If you want someone to act for you, then you and the person you want to act for you must sign and date a statement that gives this person legal permission to act as your representative. This statement must be sent to us at 1222 14th Avenue South, Birmingham, Alabama 35205. If you wish to appoint someone else to file a complaint for you, you may use VIVA Health’s Appointment of Representative form or the form developed by the Centers for Medicare & Medicaid Services (CMS).

VIVA Medicare Plus Appointment of Representative Form for Grievances
VIVA Medicare Plus Appointment of Representative Form for Appeals

Link to Medicare’s Appointment of Representative Form:
http://www.cms.hhs.gov/cmsforms/downloads/cms1696.pdf

Grievances. A grievance is any complaint other than one that involves a coverage determination. You would file a grievance if you have any type of problem with VIVA Medicare Plus or one of our network pharmacies that does not relate to coverage for a prescription drug. For example, you would file a grievance if you have a problem with things such as waiting times when you fill a prescription, the way your network pharmacist or others behave, being able to reach someone by phone or get the information you need, or the cleanliness or condition of a network pharmacy.

You can start the grievance process by calling Member Services at the number listed above.

You can also write to VIVA Medicare Plus, Attention: Medicare Member Appeals and Grievances, 1222 14th Avenue South, Birmingham, AL 35205 or you can fax your informal grievance to us at 205-558-7414.
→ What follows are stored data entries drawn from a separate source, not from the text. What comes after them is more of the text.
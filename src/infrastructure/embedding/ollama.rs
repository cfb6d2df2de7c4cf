//! Ollama embedding provider (`/api/embed`)

use async_trait::async_trait;
use serde::Deserialize;

use super::{HttpClientTrait, HttpError};
use crate::domain::embedding::{Embedding, EmbeddingProvider};
use crate::domain::DomainError;
use crate::infrastructure::llm::DEFAULT_OLLAMA_BASE_URL;

pub const DEFAULT_EMBEDDING_MODEL: &str = "nomic-embed-text";

/// Ollama embedding provider
#[derive(Debug)]
pub struct OllamaEmbeddingProvider<C: HttpClientTrait> {
    client: C,
    base_url: String,
    model: String,
    dimensions: Option<usize>,
}

impl<C: HttpClientTrait> OllamaEmbeddingProvider<C> {
    /// Create a provider against the default local endpoint
    pub fn new(client: C, model: impl Into<String>) -> Self {
        Self::with_base_url(client, model, DEFAULT_OLLAMA_BASE_URL)
    }

    /// Create a new provider with custom base URL
    pub fn with_base_url(client: C, model: impl Into<String>, base_url: impl Into<String>) -> Self {
        Self {
            client,
            base_url: base_url.into().trim_end_matches('/').to_string(),
            model: model.into(),
            dimensions: None,
        }
    }

    /// Expected vector size; responses of any other size are rejected
    pub fn with_dimensions(mut self, dimensions: usize) -> Self {
        self.dimensions = Some(dimensions);
        self
    }

    fn embed_url(&self) -> String {
        format!("{}/api/embed", self.base_url)
    }

    fn parse_response(
        &self,
        json: serde_json::Value,
        expected: usize,
    ) -> Result<Vec<Embedding>, DomainError> {
        let response: OllamaEmbedResponse = serde_json::from_value(json).map_err(|e| {
            DomainError::embedding_unavailable(format!("Failed to parse embedding response: {}", e))
        })?;

        if response.embeddings.len() != expected {
            return Err(DomainError::embedding_unavailable(format!(
                "requested {} embeddings, received {}",
                expected,
                response.embeddings.len()
            )));
        }

        if let Some(dimensions) = self.dimensions {
            if let Some(bad) = response.embeddings.iter().find(|v| v.len() != dimensions) {
                return Err(DomainError::dimension_mismatch(dimensions, bad.len()));
            }
        }

        Ok(response.embeddings.into_iter().map(Embedding::new).collect())
    }
}

fn embedding_error(err: HttpError) -> DomainError {
    match err {
        HttpError::Status { status: 404, body } => {
            DomainError::embedding_unavailable(format!("embedding model not found: {}", body))
        }
        other => DomainError::embedding_unavailable(format!("ollama: {}", other)),
    }
}

#[async_trait]
impl<C: HttpClientTrait> EmbeddingProvider for OllamaEmbeddingProvider<C> {
    async fn embed_batch(&self, texts: &[String]) -> Result<Vec<Embedding>, DomainError> {
        if texts.is_empty() {
            return Ok(Vec::new());
        }

        let body = serde_json::json!({
            "model": self.model,
            "input": texts,
        });

        let response = self
            .client
            .post_json(&self.embed_url(), &body)
            .await
            .map_err(embedding_error)?;

        self.parse_response(response, texts.len())
    }

    fn provider_name(&self) -> &'static str {
        "ollama"
    }

    fn model_name(&self) -> &str {
        &self.model
    }

    fn dimensions(&self) -> Option<usize> {
        self.dimensions
    }
}

// Ollama API types for embeddings

#[derive(Debug, Deserialize)]
struct OllamaEmbedResponse {
    embeddings: Vec<Vec<f32>>,
}

#[cfg(test)]
mod tests {
    use super::*;
    use crate::infrastructure::llm::http_client::mock::MockHttpClient;

    const TEST_URL: &str = "http://localhost:11434/api/embed";

    #[tokio::test]
    async fn test_ollama_embed_batch() {
        let client = MockHttpClient::new().with_response(
            TEST_URL,
            serde_json::json!({
                "model": "nomic-embed-text",
                "embeddings": [[0.1, 0.2, 0.3], [0.4, 0.5, 0.6]]
            }),
        );
        let provider = OllamaEmbeddingProvider::new(client, "nomic-embed-text");

        let texts = vec!["first".to_string(), "second".to_string()];
        let embeddings = provider.embed_batch(&texts).await.unwrap();

        assert_eq!(embeddings.len(), 2);
        assert_eq!(embeddings[1].vector(), &[0.4, 0.5, 0.6]);

        let requests = provider.client.requests();
        assert_eq!(
            requests[0].1,
            serde_json::json!({ "model": "nomic-embed-text", "input": ["first", "second"] })
        );
    }

    #[tokio::test]
    async fn test_empty_batch_skips_request() {
        let provider = OllamaEmbeddingProvider::new(MockHttpClient::new(), "nomic-embed-text");

        let embeddings = provider.embed_batch(&[]).await.unwrap();

        assert!(embeddings.is_empty());
        assert!(provider.client.requests().is_empty());
    }

    #[tokio::test]
    async fn test_count_mismatch_is_unavailable() {
        let client = MockHttpClient::new()
            .with_response(TEST_URL, serde_json::json!({ "embeddings": [[0.1, 0.2]] }));
        let provider = OllamaEmbeddingProvider::new(client, "nomic-embed-text");

        let texts = vec!["a".to_string(), "b".to_string()];
        let result = provider.embed_batch(&texts).await;

        assert!(matches!(
            result,
            Err(DomainError::EmbeddingUnavailable { .. })
        ));
    }

    #[tokio::test]
    async fn test_dimension_check() {
        let client = MockHttpClient::new()
            .with_response(TEST_URL, serde_json::json!({ "embeddings": [[0.1, 0.2]] }));
        let provider =
            OllamaEmbeddingProvider::new(client, "nomic-embed-text").with_dimensions(768);

        let result = provider.embed("a").await;

        assert!(matches!(
            result,
            Err(DomainError::DimensionMismatch {
                expected: 768,
                got: 2
            })
        ));
    }

    #[tokio::test]
    async fn test_unreachable_backend() {
        let client = MockHttpClient::new().with_error(TEST_URL, HttpError::Timeout);
        let provider = OllamaEmbeddingProvider::new(client, "nomic-embed-text");

        let result = provider.embed("a").await;

        assert!(matches!(
            result,
            Err(DomainError::EmbeddingUnavailable { .. })
        ));
    }
}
Coverage Determinations. Whenever you ask for a Part D prescription drug benefit, the first step is called requesting a coverage determination. If your doctor or pharmacist tells you that a certain prescription drug is not covered, you must contact Member Services if you want to request a coverage determination. When we make a coverage determination, we are making a decision whether or not to provide or pay for a Part D drug and what your share of the cost is for the drug. You have the right to ask us for an “exception,” which is a type of coverage determination, if you believe you need a drug that is not on our list of covered drugs (formulary) or believe you should get a non-preferred brand (Tier 3) drug at the lower preferred brand (Tier 2) copayment. If you request an exception, your physician must provide a statement to support your request. VIVA’s coverage determination and exception request form is included below. Links are also provided for Medicare’s versions of this form (one for members, one for providers). If we deny your request, we will send you a written decision explaining the reason why your request was denied. We may decide completely or only partly against you. For example, if we deny your request for payment for a Part D drug that you have already received, we may say that we will pay nothing or only part of the amount you requested. If a coverage determination does not give you all that you requested, you have the right to appeal the decision.

Determination and Exception Form

Link to Medicare exceptions form for use by providers:
http://www.cms.hhs.gov/MLNProducts/downloads/form_exceptions_final.pdf

Link to Medicare exceptions form for use by people with Medicare:
http://www.cms.hhs.gov/PrescriptionDrugCovGenIn/Downloads/modelcoveragedeterminationrequestform.pdf

Appeals. An appeal is any of the procedures that deal with the review of an unfavorable coverage determination. You cannot request an appeal if we have not issued a coverage determination. If we issue an unfavorable coverage determination, you may file an appeal called a "redetermination" if you want us to reconsider and change our decision. The letter notifying you of the unfavorable coverage determination will explain how to file an appeal. If our redetermination decision on your appeal is unfavorable, you have additional appeal rights.